General business counsel
An attorney on call for strategic advisement — the day-to-day decisions, partner conversations, and growth questions a business actually faces.
Owners Building Something Worth Protecting
- Single-owner LLCs, family businesses, and partner-run shops
- Professional service firms — medical, dental, consulting
- Startups and founders forming their first entity
- Established businesses navigating a change in ownership or growth
- Property owners and tenants negotiating commercial leases
Frequently Asked Questions
Should I form an LLC or an S-Corporation for my Pennsylvania small business?
For most new Pennsylvania small businesses, an LLC is simpler and cheaper to set up and maintain. The S-Corporation tax election — which an LLC can also make — can save self-employment tax once the business clears roughly $40k–$60k in net income, but it requires running payroll, filing more tax forms, and following more formalities. The right answer depends on your projected income, whether you have co-owners, your industry, and your long-term plans for the business.
Do I really need an operating agreement if I'm the only owner of my LLC?
Yes — especially as a solo owner. The operating agreement is what separates 'you' from 'your LLC' in the eyes of courts, banks, the IRS, and future business partners. Without one, courts can 'pierce the corporate veil' and hold you personally liable for business debts. It also sets the rules for succession if something happens to you, governs how you take distributions, and is required by most commercial banks to open a business account.
What should I look for before signing a commercial lease?
The pre-printed lease the landlord hands you is almost always one-sided.

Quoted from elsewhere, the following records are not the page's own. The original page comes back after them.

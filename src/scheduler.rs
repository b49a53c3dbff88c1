// ============================================================================
// Scheduler Loop
// ============================================================================

use std::sync::Arc;
use std::time::Duration;

use tokio::sync::oneshot;
use tokio::task::JoinHandle;
use tokio::time::sleep;
use tracing::{debug, warn};

use crate::checksum::checksum;
use crate::engine::Engine;
use crate::executor::{self, ExecFailure, ExecOutcome};
use crate::queue::Operation;
use crate::remote::RequestClass;

/// Retry wait for the given attempt count: `2^min(attempts, ceiling)`
/// seconds.
pub(crate) fn backoff_wait(attempt_count: u32, max_exponent: u32) -> Duration {
    let exponent = attempt_count.min(max_exponent).min(62);
    Duration::from_secs(1u64 << exponent)
}

impl Engine {
    /// One scheduler tick: the auto-save scan followed by a single
    /// queue-advance step. Driven by the background worker in production
    /// and called directly by tests.
    pub(crate) async fn tick(self: &Arc<Self>) {
        self.auto_save_pass().await;
        self.advance_queue().await;
    }

    /// Scan resident records of auto-save stores and queue a save for
    /// each one whose payload changed since its last baseline.
    async fn auto_save_pass(self: &Arc<Self>) {
        if !self.config.auto_save_enabled || self.is_shutting_down() {
            return;
        }

        for store in self.stores_snapshot() {
            if !store.auto_save_enabled(self.config.auto_save_enabled) {
                continue;
            }
            for record in store.resident() {
                let Some((data, baseline)) =
                    record.auto_save_candidate(self.config.auto_save_interval)
                else {
                    continue;
                };
                if self.queue.lock().await.has_pending_for(&record) {
                    continue;
                }
                let current = checksum(&data);
                if baseline == Some(current) {
                    // Unchanged since the last save; no remote call.
                    continue;
                }
                record.stamp_auto_save(current);
                debug!(store = store.name(), key = %record.key(), "auto-save enqueued");
                if let Err(err) = self.enqueue_update(record, false).await {
                    warn!(error = %err, "auto-save enqueue failed");
                }
            }
        }
    }

    /// Advance the head of the request queue by at most one dispatch.
    /// Single-operation throughput per tick bounds remote calls.
    async fn advance_queue(self: &Arc<Self>) {
        let head = {
            let queue = self.queue.lock().await;
            queue.front().cloned()
        };
        let Some(op) = head else {
            return;
        };

        // Routine work keeps a floor of budget in reserve for emergency
        // saves; an emergency head is gated only by its own class, which
        // most backends leave unbounded.
        let class = if op.emergency() {
            RequestClass::Emergency
        } else {
            RequestClass::Standard
        };
        let floor = if op.emergency() {
            0
        } else {
            self.config.reserved_emergency_budget
        };
        if self.remote.remaining_budget(class).await <= floor {
            return;
        }

        // An in-flight head rotates so other keys make progress while
        // its remote call is outstanding.
        if op.is_processing() {
            self.queue.lock().await.rotate_front();
            return;
        }

        if !op.backoff_elapsed(self.config.max_wait_exponent) {
            self.queue.lock().await.rotate_front();
            return;
        }

        if op.record().is_closed() {
            warn!(key = %op.record().key(), "dropping operation for closed record");
            self.queue.lock().await.finalize(&op, false);
            return;
        }

        if !op.try_begin_processing() {
            return;
        }
        let engine = self.clone();
        let op = op.clone();
        tokio::spawn(async move {
            let outcome = executor::run(op.record(), engine.remote.as_ref()).await;
            engine.finish_operation(op, outcome).await;
        });
    }

    async fn finish_operation(
        self: &Arc<Self>,
        op: Arc<Operation>,
        outcome: Result<ExecOutcome, ExecFailure>,
    ) {
        let key = op.record().key().to_string();
        let mut queue = self.queue.lock().await;
        match outcome {
            Ok(ExecOutcome::Loaded) => {
                op.record().refresh_checksum();
                queue.finalize(&op, true);
                debug!(key, "load committed");
            }
            Ok(ExecOutcome::Saved) => {
                queue.finalize(&op, true);
                debug!(key, "save committed");
            }
            Err(ExecFailure::Conflict) => {
                warn!(key, "session conflict; operation failed");
                op.record().close();
                queue.finalize(&op, false);
            }
            Err(ExecFailure::Migration { index, message }) => {
                warn!(key, index, message, "migration failed; operation failed");
                op.record().close();
                queue.finalize(&op, false);
            }
            Err(ExecFailure::Remote(err)) if err.is_terminal() => {
                warn!(key, error = %err, "terminal remote error; operation failed");
                op.record().close();
                queue.finalize(&op, false);
            }
            Err(ExecFailure::Remote(err)) => {
                let attempts = op.record_failure();
                if attempts >= self.config.max_attempts {
                    warn!(key, attempts, error = %err, "attempt limit reached; operation failed");
                    op.record().close();
                    queue.finalize(&op, false);
                } else {
                    debug!(key, attempts, error = %err, "transient remote error; will retry");
                    queue.requeue_back(&op);
                }
            }
        }
    }
}

/// Background worker driving the scheduler at a fixed interval.
pub(crate) struct SchedulerWorker {
    stop_tx: Option<oneshot::Sender<()>>,
    join_handle: Option<JoinHandle<()>>,
}

impl SchedulerWorker {
    /// Signals the worker to stop and waits for it to finish.
    pub(crate) async fn stop(mut self) {
        if let Some(stop_tx) = self.stop_tx.take() {
            let _ = stop_tx.send(());
        }
        if let Some(join_handle) = self.join_handle.take() {
            let _ = join_handle.await;
        }
    }
}

impl Drop for SchedulerWorker {
    fn drop(&mut self) {
        if let Some(stop_tx) = self.stop_tx.take() {
            let _ = stop_tx.send(());
        }
        if let Some(join_handle) = self.join_handle.take() {
            join_handle.abort();
        }
    }
}

/// Spawn the periodic scheduler worker for `engine`.
pub(crate) fn spawn_scheduler_worker(engine: Arc<Engine>) -> SchedulerWorker {
    let interval = engine.config.tick_interval.max(Duration::from_millis(1));
    let (stop_tx, mut stop_rx) = oneshot::channel::<()>();

    let join_handle = tokio::spawn(async move {
        loop {
            tokio::select! {
                _ = &mut stop_rx => {
                    break;
                }
                _ = sleep(interval) => {
                    engine.tick().await;
                }
            }
        }
    });

    SchedulerWorker {
        stop_tx: Some(stop_tx),
        join_handle: Some(join_handle),
    }
}

#[cfg(test)]
mod tests {
    use super::*;

    #[test]
    fn backoff_doubles_then_caps() {
        let waits: Vec<u64> = (0..7)
            .map(|attempt| backoff_wait(attempt, 5).as_secs())
            .collect();
        assert_eq!(waits, vec![1, 2, 4, 8, 16, 32, 32]);
    }

    #[test]
    fn backoff_is_monotonic_below_ceiling() {
        for attempt in 0..10u32 {
            assert!(backoff_wait(attempt + 1, 8) >= backoff_wait(attempt, 8));
        }
    }
}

Watch for: aggressive escalation clauses (annual increases tied to vague 'operating expenses'), broad personal guarantees (your house on the line, not just the business), restoration clauses (returning the space to 'original condition' can be a five-figure surprise), assignment restrictions (can you sell the business and transfer the lease?), and early termination provisions. Almost every commercial lease has room to negotiate before you sign.
Which contract clauses matter most for a small business?
Five that catch most owners off-guard: (1) the payment terms — when, how, and what triggers late fees; (2) the scope of work — vague scopes invite scope creep; (3) the limitation of liability — a cap on what either side can recover; (4) the indemnification clause — who pays when a third party sues; and (5) the termination clause — can the other side walk away without cause? Get these five right and most disputes never happen.
Can I use the same contract template for every client?
No — and using a generic template is often worse than no contract at all. The clauses that matter change by industry, deal size, and risk. A construction contract needs lien waivers; a software contract needs IP assignment language; a services contract needs scope definitions. A template that doesn't fit can create the appearance of agreement on terms that aren't actually appropriate, which is harder to fix than starting fresh.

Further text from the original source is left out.